Ramen is no doubt one of the most popular dishes in Vancouver – sometimes even the most active foodie couldn’t keep track of all new openings of ramen places. However I found out about the latest addition to the Ramen bunch in the city, Touhenboku Ramen, as I was invited to their media tasting event.
Touhenboku is located just inside the “Ramen Ville” of the city, the 2-block radius of the intersection of Robson and Denman in the West End. There are at least a dozen of Ramen restaurants in the area, contributing to one of the most vibrant food scenes and phenomenon in the city. Many of those places are well established with their own die hard ramen fans. So anyone who would dare to open a new ramen place must be super courageous to challenge the existing establishments. Although this new restaurant is no completely stranger to the ramen world – with an origin in Kyushu, Japan, they already have accomplished in North America with 3 locations in Toronto, serving ramen bowls with chicken-based broth and freshly hand-made noodles.
We were first served a sampler plate each of several appetizers on their menu, including Chicken Karaage(fried chicken), Takoyaki (fried octopus ball), Korokke (croquette) , and Ebi Fry (fried shrimp). They all were fried very nicely with beautiful crunchy golden exterior, and they all tasted quite solid. I was more of a fan of the chicken karaage, which was up to the textbook standard of this Japanese stable dish.
So it’s ramen time!
Touhenboku has a Build-Your-Own style ramen menu, and the several choices on soup base help diners to pick the type of noodle soup they feel like eating.
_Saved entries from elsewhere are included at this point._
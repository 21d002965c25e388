//! Shared test utilities for the simple-folio test suite.
//!
//! Provides content builders and small HTML probes. The probes work on the
//! exact markup Maud emits (double-quoted attributes, no nested links), which
//! is all the renderer produces; they are not a general HTML parser.
//!
//! # Usage
//!
//! ```rust
//! use crate::test_helpers::*;
//!
//! let mut portfolio = sample_portfolio();
//! portfolio.websites = vec![site_card("A", None), site_card("B", Some("/b.png"))];
//! let html = render_page(&portfolio, &SiteConfig::default(), 2025).into_string();
//!
//! assert_eq!(inner_texts(&html, r#"<h3 class="card-title""#), ["A", "B"]);
//! let links = anchors_with_class(&html, "card-link");
//! assert_eq!(attr(links[0].head, "href"), Some("https://a.example"));
//! ```

use crate::content::{
    DEFAULT_FOOTER, DocumentLink, Identity, MediaEmbed, Network, Portfolio, SiteCard, SocialLink,
};

// =========================================================================
// Content builders
// =========================================================================

/// A small valid portfolio: one social, two documents, one project without
/// a logo and one website with a logo.
pub fn sample_portfolio() -> Portfolio {
    Portfolio {
        identity: Identity {
            name: "Ada Example".to_string(),
            tagline: "Creator".to_string(),
            footer: DEFAULT_FOOTER.to_string(),
        },
        socials: vec![social(
            "LinkedIn",
            Network::LinkedIn,
            "https://www.linkedin.com/in/ada-example",
        )],
        media: MediaEmbed {
            artist_url: "https://open.spotify.com/artist/abc".to_string(),
            embed_src: "https://open.spotify.com/embed/artist/abc?theme=0".to_string(),
            title: "Spotify Artist".to_string(),
        },
        documents: vec![
            document("CV", "/assets/cv.pdf"),
            document("Degree", "/assets/degree.pdf"),
        ],
        projects: vec![site_card("Z-Sewer", None)],
        websites: vec![site_card("Lulle", Some("/assets/lulle.png"))],
    }
}

pub fn social(label: &str, network: Network, url: &str) -> SocialLink {
    SocialLink {
        label: label.to_string(),
        network,
        url: url.to_string(),
    }
}

pub fn document(title: &str, url: &str) -> DocumentLink {
    DocumentLink {
        title: title.to_string(),
        url: url.to_string(),
        subtitle: format!("{title} (PDF)"),
    }
}

/// Card with url `https://<lowercased title>.example`.
pub fn site_card(title: &str, logo: Option<&str>) -> SiteCard {
    SiteCard {
        title: title.to_string(),
        url: format!("https://{}.example", title.to_lowercase()),
        description: format!("About {title}."),
        logo: logo.map(str::to_string),
    }
}

// =========================================================================
// HTML probes
// =========================================================================

/// An `<a>` element split into its opening tag and its inner HTML.
#[derive(Debug)]
pub struct Anchor<'a> {
    pub head: &'a str,
    pub inner: &'a str,
}

/// Text directly after each element that starts with `open`, up to the next
/// tag. `open` is the start of the opening tag, e.g. `<h2 class="x"`.
pub fn inner_texts<'a>(html: &'a str, open: &str) -> Vec<&'a str> {
    let mut texts = Vec::new();
    let mut rest = html;
    while let Some(start) = rest.find(open) {
        let after = &rest[start + open.len()..];
        let Some(gt) = after.find('>') else { break };
        let body = &after[gt + 1..];
        let end = body.find('<').unwrap_or(body.len());
        texts.push(&body[..end]);
        rest = body;
    }
    texts
}

/// Opening tags starting with `open` (e.g. `<img`), including the `>`.
pub fn tags<'a>(html: &'a str, open: &str) -> Vec<&'a str> {
    let mut found = Vec::new();
    let mut rest = html;
    while let Some(start) = rest.find(open) {
        let tail = &rest[start..];
        let Some(gt) = tail.find('>') else { break };
        found.push(&tail[..=gt]);
        rest = &tail[gt + 1..];
    }
    found
}

/// All `<a>` elements whose class list contains `class`, in document order.
pub fn anchors_with_class<'a>(html: &'a str, class: &str) -> Vec<Anchor<'a>> {
    let mut anchors = Vec::new();
    let mut rest = html;
    while let Some(start) = rest.find("<a ") {
        let tail = &rest[start..];
        let Some(gt) = tail.find('>') else { break };
        let head = &tail[..=gt];
        let body = &tail[gt + 1..];
        let end = body.find("</a>").unwrap_or(body.len());
        let has_class = attr(head, "class")
            .map(|c| c.split_whitespace().any(|c| c == class))
            .unwrap_or(false);
        if has_class {
            anchors.push(Anchor {
                head,
                inner: &body[..end],
            });
        }
        rest = body;
    }
    anchors
}

/// Value of attribute `name` in an opening tag.
pub fn attr<'a>(tag: &'a str, name: &str) -> Option<&'a str> {
    let needle = format!(" {name}=\"");
    let start = tag.find(&needle)? + needle.len();
    let len = tag[start..].find('"')?;
    Some(&tag[start..start + len])
}

#[cfg(test)]
mod tests {
    use super::*;

    #[test]
    fn html_helpers_read_maud_markup() {
        let html = r#"<div><a class="card-link enter" href="/x" data-key="X"><h3 class="card-title">X</h3></a><a class="other" href="/y">y</a></div>"#;
        let links = anchors_with_class(html, "card-link");
        assert_eq!(links.len(), 1);
        assert_eq!(attr(links[0].head, "href"), Some("/x"));
        assert_eq!(attr(links[0].head, "data-key"), Some("X"));
        assert_eq!(inner_texts(html, r#"<h3 class="card-title""#), ["X"]);
        assert_eq!(tags(html, "<a"), [
            r#"<a class="card-link enter" href="/x" data-key="X">"#,
            r#"<a class="other" href="/y">"#,
        ]);
    }
}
The White Original Ramen, the Black Garlic Ramen, and the Red Spicy Ramen are among the popular ones. The colour coding is a smart idea to help the restaurant to brand their products and provide convenience to returning customers to remember what to order.
They have nailed the presentation. The ramen noodle soup is served in their own branded bowl that has a nostalgic feel, which looks quite classy on the wood tabletop. The arrangement of the ingredients were visually appealing with the soft boiled egg, black ear mushroom, green onion, sliced pork and the colour coded sauce all together providing some vibrant colour contrast.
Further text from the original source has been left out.